Born in Iowa, Thurlow W. Lieurance (1878–1963) was a composer who did much to help advance and promote knowledge about Native American music. Lieurance is shown in both of these images in nature settings among Native Americans who are playing various flutes and woodwind instruments; in both images Lieurance is seated, and in one image he is holding sheet-music. In the image featuring a larger group, some of the Native Americans pictured may be singing. In one of the images a baby boy is being held by an older Native American; both images feature a Native American in headdress. These images appear to have been taken in the 1920s or the ‘30s, when similar photos of Lieurance were taken.

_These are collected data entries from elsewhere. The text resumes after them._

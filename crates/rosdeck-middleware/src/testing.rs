//! In-process stand-in for a `rosbridge_server`, used by the workspace tests
//! (enable the `test-util` feature outside this crate).

use std::net::SocketAddr;
use std::sync::Arc;
use std::sync::atomic::{AtomicUsize, Ordering};
use std::time::Duration;

use futures_util::{SinkExt, StreamExt};
use parking_lot::Mutex;
use serde_json::{Value, json};
use tokio::net::TcpListener;
use tokio::sync::mpsc;
use tokio_tungstenite::{accept_async, tungstenite::Message};

type Responder = Arc<dyn Fn(&Value) -> Option<Value> + Send + Sync>;

/// A fake broker accepting any number of sequential clients.
///
/// Every text frame a client sends is decoded and queued for
/// [`FakeRosbridge::next_frame`]. An optional responder answers
/// `call_service` frames.
pub struct FakeRosbridge {
    addr: SocketAddr,
    frames: mpsc::UnboundedReceiver<Value>,
    client: Arc<Mutex<Option<mpsc::UnboundedSender<Message>>>>,
    connections: Arc<AtomicUsize>,
    responder: Arc<Mutex<Option<Responder>>>,
}

impl FakeRosbridge {
    pub async fn start() -> Self {
        let listener = TcpListener::bind("127.0.0.1:0").await.expect("bind fake rosbridge");
        let addr = listener.local_addr().expect("local addr");
        let (frames_tx, frames) = mpsc::unbounded_channel();
        let client: Arc<Mutex<Option<mpsc::UnboundedSender<Message>>>> = Arc::new(Mutex::new(None));
        let connections = Arc::new(AtomicUsize::new(0));
        let responder: Arc<Mutex<Option<Responder>>> = Arc::new(Mutex::new(None));

        {
            let client = Arc::clone(&client);
            let connections = Arc::clone(&connections);
            let responder = Arc::clone(&responder);
            tokio::spawn(async move {
                while let Ok((stream, _)) = listener.accept().await {
                    let Ok(ws) = accept_async(stream).await else {
                        continue;
                    };
                    connections.fetch_add(1, Ordering::SeqCst);
                    let (mut ws_tx, mut ws_rx) = ws.split();
                    let (tx, mut rx) = mpsc::unbounded_channel::<Message>();
                    *client.lock() = Some(tx.clone());

                    tokio::spawn(async move {
                        while let Some(msg) = rx.recv().await {
                            let closing = matches!(msg, Message::Close(_));
                            if ws_tx.send(msg).await.is_err() || closing {
                                break;
                            }
                        }
                    });

                    let frames_tx = frames_tx.clone();
                    let responder = Arc::clone(&responder);
                    tokio::spawn(async move {
                        while let Some(Ok(msg)) = ws_rx.next().await {
                            let Message::Text(text) = msg else {
                                continue;
                            };
                            let Ok(frame) = serde_json::from_str::<Value>(text.as_str()) else {
                                continue;
                            };
                            let responder = responder.lock().clone();
                            if frame["op"] == "call_service"
                                && let Some(responder) = responder
                                && let Some(reply) = responder(&frame)
                            {
                                let _ = tx.send(Message::Text(reply.to_string().into()));
                            }
                            let _ = frames_tx.send(frame);
                        }
                    });
                }
            });
        }

        Self {
            addr,
            frames,
            client,
            connections,
            responder,
        }
    }

    pub fn url(&self) -> String {
        format!("ws://{}", self.addr)
    }

    pub fn connections(&self) -> usize {
        self.connections.load(Ordering::SeqCst)
    }

    /// Answer every `call_service` frame with `respond(frame)`; `None`
    /// leaves the call unanswered.
    pub fn respond_to_calls(
        &self,
        respond: impl Fn(&Value) -> Option<Value> + Send + Sync + 'static,
    ) {
        *self.responder.lock() = Some(Arc::new(respond));
    }

    /// Push a `publish` frame for `topic` to the current client.
    pub fn publish(&self, topic: &str, msg: Value) {
        self.push(json!({"op": "publish", "topic": topic, "msg": msg}));
    }

    pub fn push(&self, frame: Value) {
        if let Some(tx) = self.client.lock().as_ref() {
            let _ = tx.send(Message::Text(frame.to_string().into()));
        }
    }

    /// Close the current client connection from the server side.
    pub fn drop_client(&self) {
        if let Some(tx) = self.client.lock().take() {
            let _ = tx.send(Message::Close(None));
        }
    }

    /// Next frame sent by a client, failing the test after two seconds.
    pub async fn next_frame(&mut self) -> Value {
        tokio::time::timeout(Duration::from_secs(2), self.frames.recv())
            .await
            .expect("timed out waiting for a client frame")
            .expect("fake rosbridge stopped")
    }

    /// Next frame whose `op` equals `op`, skipping others.
    pub async fn next_op(&mut self, op: &str) -> Value {
        loop {
            let frame = self.next_frame().await;
            if frame["op"] == op {
                return frame;
            }
        }
    }
}

/// A `ws://` URL on a local port nothing listens on.
pub async fn unused_local_url() -> String {
    let listener = TcpListener::bind("127.0.0.1:0").await.expect("bind unused port");
    let addr = listener.local_addr().expect("local addr");
    drop(listener);
    format!("ws://{addr}")
}

/// Poll `condition` every 5 ms, failing the test after two seconds.
pub async fn wait_until(condition: impl Fn() -> bool) {
    let deadline = tokio::time::Instant::now() + Duration::from_secs(2);
    while !condition() {
        assert!(
            tokio::time::Instant::now() < deadline,
            "condition not reached within 2s"
        );
        tokio::time::sleep(Duration::from_millis(5)).await;
    }
}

After serving as a bandsman in the Spanish–American War, Lieurance enrolled in the Cincinnati College of Music. Around 1905 he joined the Chautauqua Society, working in traveling tent schools teaching music to Native Americans. While working this job he started transcribing Indian songs and also began to teach himself the craft of making traditional Indian flutes. Also around this time Lieurance became disabled from polio, but nevertheless managed to stay quite mobile despite being unable to use his legs. In 1909 Lieurance bought a portable recording device which he often brought to record Indian performers. In Oct. 1911, while on a trip to Montana to visit his brother (who worked as an Indian Service physician), he recorded a Crow singer, Sitting Eagle, then living on the Crow Reservation in Montana. Lieurance later wrote: “That night marked an epoch in my life, opened to me a new world. What work I have since done has been due chiefly to that song.” From this recording, Lieurance adapted the melody for his song "By the Waters of the Minnetonka"—his best known work—published in 1913 as "an Indian love song." In 1917 he married Edna Woolley, who took part in his recital tours, wearing an Indian costume and performing in his recitals. From the success of these performances Lieurance was able to complete his degree at the Cincinnati College of Music in 1924. The couple retired from the concert scene in 1926 and Lieurance turned to teaching, working primarily at the University of Wichita (now Wichita State University). Lieurance eventually became the school's Dean of Fine Arts, serving from 1926 to 1945. In the 1930s he and his wife traveled to Europe, and upon their return Lieurance was given a grant by the federal government to support his research on Native American music. Upon retiring in 1945, Lieurance and his wife moved to Kansas and then finally Colorado. Lieurance wrote over 300 works, consisting of songs, works for choir, and an opera. Much of Lieurance's research collection is held at the Smithsonian, including over 1,500 records of Native American music.

REFERENCES: Kansas Historical Society. Thurlow Lieurance at kshs.org; Tanner, Beccy. American Indians Inspired Kansas Composer at kansas.com; Wolff, Michele. Who Was Thurlow Lieurance? at libraries.wichita.edu.

CONDITION: Good, slight wear at edges, slight paper loss to versos from mounting in album.